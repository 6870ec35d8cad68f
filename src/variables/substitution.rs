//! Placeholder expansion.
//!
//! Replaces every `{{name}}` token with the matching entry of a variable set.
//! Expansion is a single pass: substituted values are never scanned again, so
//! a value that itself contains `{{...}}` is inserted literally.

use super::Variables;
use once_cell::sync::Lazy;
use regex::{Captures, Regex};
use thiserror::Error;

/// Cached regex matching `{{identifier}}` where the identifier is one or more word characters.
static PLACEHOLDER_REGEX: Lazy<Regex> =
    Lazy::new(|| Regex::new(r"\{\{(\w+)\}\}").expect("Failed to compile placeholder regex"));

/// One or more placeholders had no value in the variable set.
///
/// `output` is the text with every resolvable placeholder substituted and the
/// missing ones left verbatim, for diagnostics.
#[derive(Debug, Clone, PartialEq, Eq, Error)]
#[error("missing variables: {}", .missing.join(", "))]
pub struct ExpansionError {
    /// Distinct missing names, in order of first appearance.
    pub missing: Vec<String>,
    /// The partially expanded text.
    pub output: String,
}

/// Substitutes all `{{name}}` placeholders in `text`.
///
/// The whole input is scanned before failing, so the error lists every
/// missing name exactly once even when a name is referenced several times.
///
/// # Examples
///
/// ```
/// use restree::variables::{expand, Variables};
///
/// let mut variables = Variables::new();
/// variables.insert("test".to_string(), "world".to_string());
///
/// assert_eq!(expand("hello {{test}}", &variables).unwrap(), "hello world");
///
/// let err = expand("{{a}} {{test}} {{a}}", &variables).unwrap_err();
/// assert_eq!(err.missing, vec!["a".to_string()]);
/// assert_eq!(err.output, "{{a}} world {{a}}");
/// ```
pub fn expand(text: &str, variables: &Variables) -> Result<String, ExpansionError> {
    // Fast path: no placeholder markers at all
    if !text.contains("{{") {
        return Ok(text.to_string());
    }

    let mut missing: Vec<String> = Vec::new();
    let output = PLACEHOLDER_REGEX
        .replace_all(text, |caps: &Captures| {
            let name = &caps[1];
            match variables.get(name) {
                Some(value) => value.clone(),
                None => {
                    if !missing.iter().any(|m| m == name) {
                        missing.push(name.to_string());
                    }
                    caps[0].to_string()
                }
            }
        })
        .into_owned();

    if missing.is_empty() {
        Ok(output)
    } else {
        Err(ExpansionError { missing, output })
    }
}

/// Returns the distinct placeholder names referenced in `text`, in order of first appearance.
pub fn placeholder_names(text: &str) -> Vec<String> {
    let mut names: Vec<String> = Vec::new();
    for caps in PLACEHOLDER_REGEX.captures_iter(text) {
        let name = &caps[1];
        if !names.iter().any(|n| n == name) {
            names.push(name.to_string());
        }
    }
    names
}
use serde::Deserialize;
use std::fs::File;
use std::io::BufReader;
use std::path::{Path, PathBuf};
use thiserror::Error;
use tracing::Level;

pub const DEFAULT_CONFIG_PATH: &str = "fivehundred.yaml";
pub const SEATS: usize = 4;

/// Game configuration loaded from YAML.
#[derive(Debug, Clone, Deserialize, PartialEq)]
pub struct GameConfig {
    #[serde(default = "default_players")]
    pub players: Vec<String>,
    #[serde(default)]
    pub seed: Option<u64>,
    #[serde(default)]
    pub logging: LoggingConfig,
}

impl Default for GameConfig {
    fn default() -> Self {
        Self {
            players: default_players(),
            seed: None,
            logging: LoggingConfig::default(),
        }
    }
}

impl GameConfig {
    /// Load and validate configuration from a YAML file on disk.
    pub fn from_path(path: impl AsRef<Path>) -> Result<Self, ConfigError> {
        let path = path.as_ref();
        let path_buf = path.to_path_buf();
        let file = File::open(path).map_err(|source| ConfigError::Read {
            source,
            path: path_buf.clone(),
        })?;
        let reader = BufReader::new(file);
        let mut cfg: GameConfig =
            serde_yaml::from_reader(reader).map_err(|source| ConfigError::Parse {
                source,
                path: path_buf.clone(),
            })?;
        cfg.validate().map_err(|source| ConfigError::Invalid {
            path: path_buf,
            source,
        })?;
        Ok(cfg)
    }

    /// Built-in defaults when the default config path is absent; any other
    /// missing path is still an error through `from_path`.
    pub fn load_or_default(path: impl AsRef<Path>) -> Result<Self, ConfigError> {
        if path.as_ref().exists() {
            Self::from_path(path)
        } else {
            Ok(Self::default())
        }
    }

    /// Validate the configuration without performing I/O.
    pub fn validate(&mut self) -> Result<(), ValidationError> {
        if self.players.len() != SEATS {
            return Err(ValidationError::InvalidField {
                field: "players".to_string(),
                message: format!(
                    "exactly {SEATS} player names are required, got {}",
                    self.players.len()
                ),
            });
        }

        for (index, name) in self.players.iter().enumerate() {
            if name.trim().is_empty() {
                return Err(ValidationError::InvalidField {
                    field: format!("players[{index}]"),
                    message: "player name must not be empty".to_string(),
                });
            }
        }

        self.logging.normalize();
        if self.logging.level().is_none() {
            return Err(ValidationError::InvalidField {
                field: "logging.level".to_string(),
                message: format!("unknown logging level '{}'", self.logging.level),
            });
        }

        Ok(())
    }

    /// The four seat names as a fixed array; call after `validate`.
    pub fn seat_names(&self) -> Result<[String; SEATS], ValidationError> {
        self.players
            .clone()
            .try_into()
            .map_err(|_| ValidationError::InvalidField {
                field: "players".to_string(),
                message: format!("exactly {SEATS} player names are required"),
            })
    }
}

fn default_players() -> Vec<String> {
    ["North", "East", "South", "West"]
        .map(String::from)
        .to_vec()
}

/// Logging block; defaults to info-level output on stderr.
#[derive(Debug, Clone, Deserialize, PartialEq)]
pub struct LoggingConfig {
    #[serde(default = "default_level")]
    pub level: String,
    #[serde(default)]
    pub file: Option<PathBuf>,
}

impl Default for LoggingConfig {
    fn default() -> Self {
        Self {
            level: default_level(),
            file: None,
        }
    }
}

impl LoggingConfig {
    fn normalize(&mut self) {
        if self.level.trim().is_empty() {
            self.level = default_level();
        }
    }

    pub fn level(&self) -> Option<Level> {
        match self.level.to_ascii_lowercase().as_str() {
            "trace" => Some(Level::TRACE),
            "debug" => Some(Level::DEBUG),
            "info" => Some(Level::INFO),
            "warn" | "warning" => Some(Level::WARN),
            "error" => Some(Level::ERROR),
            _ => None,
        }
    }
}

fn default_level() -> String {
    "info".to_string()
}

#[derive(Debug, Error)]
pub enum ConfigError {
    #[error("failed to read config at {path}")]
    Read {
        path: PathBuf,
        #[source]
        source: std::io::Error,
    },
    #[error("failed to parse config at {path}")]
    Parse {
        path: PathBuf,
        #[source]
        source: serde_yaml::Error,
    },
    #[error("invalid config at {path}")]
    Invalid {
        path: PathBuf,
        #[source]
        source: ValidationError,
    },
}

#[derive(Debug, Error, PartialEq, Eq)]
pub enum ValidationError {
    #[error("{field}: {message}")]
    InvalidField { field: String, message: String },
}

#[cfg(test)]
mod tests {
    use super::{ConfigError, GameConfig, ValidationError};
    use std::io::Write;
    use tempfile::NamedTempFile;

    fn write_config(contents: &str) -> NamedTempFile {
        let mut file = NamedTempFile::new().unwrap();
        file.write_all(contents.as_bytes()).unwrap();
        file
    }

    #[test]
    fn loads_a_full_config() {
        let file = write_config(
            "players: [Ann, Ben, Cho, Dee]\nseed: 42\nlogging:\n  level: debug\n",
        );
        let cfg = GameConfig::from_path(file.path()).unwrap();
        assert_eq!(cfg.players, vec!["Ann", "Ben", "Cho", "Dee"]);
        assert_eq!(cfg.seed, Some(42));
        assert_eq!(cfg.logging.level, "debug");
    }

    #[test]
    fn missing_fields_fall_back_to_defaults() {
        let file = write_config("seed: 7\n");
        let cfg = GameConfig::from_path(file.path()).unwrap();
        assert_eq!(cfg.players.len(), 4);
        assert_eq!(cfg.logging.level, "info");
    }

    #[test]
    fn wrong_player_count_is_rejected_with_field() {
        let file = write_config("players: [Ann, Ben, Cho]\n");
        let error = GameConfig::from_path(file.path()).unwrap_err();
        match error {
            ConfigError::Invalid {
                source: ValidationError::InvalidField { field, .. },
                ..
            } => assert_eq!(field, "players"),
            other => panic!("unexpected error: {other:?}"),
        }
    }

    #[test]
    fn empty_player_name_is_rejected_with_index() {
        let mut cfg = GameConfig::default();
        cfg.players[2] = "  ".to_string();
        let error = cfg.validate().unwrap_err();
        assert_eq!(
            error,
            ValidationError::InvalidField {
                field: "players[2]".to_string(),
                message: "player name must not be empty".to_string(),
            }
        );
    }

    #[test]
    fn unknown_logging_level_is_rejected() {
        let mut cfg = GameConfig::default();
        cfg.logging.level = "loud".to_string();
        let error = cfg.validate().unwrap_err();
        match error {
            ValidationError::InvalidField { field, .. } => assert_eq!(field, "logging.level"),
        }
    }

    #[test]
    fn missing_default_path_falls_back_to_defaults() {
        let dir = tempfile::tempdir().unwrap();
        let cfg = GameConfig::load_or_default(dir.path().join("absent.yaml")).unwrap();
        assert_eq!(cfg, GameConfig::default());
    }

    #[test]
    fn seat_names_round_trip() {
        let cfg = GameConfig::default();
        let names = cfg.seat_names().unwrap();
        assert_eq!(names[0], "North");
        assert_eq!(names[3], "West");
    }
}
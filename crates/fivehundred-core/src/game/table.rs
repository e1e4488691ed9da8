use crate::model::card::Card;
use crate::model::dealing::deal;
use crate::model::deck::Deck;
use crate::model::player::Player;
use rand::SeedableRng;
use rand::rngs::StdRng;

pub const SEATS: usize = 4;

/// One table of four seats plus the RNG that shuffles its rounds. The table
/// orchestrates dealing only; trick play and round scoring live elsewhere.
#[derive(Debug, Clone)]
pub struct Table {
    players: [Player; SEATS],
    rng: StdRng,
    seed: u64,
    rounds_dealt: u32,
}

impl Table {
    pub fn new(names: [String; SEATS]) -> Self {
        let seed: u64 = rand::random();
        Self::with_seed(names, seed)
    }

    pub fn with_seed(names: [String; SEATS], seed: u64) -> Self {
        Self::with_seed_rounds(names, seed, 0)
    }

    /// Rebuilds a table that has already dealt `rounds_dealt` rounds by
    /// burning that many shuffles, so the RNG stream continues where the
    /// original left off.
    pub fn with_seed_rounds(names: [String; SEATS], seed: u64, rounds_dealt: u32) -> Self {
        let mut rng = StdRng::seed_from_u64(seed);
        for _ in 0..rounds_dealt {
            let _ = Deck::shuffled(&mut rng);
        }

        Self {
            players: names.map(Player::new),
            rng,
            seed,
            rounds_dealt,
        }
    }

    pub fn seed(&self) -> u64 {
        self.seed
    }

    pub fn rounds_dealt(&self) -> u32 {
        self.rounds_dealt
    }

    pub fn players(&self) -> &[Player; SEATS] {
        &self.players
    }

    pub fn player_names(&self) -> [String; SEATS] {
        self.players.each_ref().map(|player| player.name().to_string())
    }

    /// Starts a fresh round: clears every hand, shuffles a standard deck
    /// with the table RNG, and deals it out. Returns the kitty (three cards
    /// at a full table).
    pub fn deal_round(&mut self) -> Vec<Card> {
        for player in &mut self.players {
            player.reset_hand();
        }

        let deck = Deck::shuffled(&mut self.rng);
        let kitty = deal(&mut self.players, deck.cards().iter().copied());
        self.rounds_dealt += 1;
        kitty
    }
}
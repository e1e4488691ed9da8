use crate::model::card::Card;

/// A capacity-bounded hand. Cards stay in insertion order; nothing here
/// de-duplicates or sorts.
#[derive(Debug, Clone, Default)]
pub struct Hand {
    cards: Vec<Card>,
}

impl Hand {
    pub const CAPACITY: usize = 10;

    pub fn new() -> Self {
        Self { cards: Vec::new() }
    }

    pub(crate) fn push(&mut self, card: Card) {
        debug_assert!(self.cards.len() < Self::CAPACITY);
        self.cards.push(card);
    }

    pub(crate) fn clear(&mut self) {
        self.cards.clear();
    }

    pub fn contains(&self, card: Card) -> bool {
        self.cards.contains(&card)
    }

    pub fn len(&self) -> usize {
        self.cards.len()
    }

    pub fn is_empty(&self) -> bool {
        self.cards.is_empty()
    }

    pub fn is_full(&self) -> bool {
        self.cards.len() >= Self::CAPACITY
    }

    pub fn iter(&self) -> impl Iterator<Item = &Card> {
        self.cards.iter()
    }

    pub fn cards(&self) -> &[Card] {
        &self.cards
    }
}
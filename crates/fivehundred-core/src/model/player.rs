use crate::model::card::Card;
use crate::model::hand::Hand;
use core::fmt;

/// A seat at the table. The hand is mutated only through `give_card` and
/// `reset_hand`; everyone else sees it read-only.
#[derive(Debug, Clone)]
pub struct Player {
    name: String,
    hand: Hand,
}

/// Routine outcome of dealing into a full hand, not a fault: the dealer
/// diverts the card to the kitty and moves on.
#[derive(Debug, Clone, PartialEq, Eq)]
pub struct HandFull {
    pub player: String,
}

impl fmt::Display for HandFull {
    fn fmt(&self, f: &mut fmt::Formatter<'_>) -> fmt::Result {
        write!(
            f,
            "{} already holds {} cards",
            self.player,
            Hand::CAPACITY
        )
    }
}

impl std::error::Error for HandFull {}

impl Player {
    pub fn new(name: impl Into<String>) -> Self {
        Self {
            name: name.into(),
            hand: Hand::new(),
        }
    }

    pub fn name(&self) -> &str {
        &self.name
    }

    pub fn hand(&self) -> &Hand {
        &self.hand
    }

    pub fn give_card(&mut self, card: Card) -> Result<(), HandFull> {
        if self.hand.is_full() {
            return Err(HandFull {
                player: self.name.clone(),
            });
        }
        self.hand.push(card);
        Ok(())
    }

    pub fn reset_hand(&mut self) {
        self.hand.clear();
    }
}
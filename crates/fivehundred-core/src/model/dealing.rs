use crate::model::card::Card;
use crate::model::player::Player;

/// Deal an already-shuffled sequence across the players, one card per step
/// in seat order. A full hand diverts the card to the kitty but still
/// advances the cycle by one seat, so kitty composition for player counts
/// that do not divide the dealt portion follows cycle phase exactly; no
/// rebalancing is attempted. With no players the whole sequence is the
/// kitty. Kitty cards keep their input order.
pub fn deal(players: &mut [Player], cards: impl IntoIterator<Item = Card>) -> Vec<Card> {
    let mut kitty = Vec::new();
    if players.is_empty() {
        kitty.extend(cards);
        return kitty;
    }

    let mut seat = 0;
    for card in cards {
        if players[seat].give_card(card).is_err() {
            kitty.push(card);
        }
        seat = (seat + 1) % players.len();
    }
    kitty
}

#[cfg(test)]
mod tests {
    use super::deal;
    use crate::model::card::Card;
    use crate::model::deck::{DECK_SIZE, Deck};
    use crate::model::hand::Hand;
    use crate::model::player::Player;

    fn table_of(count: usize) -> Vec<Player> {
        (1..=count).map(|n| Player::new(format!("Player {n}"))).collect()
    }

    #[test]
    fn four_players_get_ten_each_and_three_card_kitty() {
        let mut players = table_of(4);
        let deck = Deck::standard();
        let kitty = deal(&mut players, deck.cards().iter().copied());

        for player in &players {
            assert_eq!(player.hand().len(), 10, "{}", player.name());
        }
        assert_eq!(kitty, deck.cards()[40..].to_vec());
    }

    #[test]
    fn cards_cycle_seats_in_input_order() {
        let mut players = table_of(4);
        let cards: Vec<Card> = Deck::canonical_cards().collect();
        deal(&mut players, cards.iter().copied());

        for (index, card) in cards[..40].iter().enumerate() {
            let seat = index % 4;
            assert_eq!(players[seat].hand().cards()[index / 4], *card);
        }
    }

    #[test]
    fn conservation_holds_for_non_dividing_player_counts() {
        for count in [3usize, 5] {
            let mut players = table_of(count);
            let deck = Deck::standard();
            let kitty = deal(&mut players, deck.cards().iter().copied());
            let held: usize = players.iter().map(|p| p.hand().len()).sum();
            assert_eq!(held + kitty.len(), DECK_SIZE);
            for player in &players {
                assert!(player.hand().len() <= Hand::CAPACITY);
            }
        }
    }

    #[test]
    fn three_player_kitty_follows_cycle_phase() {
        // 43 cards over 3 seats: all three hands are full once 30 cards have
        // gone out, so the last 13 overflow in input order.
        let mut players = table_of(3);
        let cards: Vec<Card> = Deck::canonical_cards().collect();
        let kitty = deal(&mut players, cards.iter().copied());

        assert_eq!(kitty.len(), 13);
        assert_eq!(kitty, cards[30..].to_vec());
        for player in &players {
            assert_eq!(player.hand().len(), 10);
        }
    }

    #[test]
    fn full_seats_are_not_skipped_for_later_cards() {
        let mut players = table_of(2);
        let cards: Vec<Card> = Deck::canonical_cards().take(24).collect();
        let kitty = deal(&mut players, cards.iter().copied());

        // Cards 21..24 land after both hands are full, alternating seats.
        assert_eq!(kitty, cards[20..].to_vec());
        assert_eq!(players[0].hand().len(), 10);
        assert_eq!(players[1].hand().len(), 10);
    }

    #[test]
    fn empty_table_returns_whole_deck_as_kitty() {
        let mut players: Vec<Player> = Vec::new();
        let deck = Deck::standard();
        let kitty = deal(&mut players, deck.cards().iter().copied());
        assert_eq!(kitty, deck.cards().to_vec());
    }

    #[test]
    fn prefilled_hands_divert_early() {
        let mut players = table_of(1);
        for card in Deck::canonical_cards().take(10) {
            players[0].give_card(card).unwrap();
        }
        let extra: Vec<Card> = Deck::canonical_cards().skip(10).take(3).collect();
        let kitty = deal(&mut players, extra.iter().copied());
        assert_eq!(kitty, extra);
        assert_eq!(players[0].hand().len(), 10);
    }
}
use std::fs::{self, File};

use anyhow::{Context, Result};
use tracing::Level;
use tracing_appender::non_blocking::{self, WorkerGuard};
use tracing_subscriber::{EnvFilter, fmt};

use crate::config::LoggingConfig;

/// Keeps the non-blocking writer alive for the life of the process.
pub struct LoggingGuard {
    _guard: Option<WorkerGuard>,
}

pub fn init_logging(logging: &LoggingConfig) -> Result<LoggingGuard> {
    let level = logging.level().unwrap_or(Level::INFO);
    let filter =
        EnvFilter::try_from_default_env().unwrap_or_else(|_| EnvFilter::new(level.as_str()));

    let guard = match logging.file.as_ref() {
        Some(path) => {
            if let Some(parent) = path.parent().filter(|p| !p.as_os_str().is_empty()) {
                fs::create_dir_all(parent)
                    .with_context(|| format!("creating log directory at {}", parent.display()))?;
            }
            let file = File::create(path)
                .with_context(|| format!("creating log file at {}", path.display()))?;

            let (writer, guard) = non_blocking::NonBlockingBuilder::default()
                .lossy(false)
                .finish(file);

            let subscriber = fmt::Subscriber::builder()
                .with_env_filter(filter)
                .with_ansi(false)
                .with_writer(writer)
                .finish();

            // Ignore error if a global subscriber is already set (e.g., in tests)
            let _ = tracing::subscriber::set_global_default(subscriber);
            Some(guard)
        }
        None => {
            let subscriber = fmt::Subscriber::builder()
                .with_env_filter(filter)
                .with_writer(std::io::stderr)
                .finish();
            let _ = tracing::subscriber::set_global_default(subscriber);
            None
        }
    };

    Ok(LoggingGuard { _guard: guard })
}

● ● ● ● ● ● ●

» EXERCISE OBJECTIVE:
Figure out how many lines of the listing above include "PartialEq"; the answer is that number alone.

» COMPLETED TASK:
5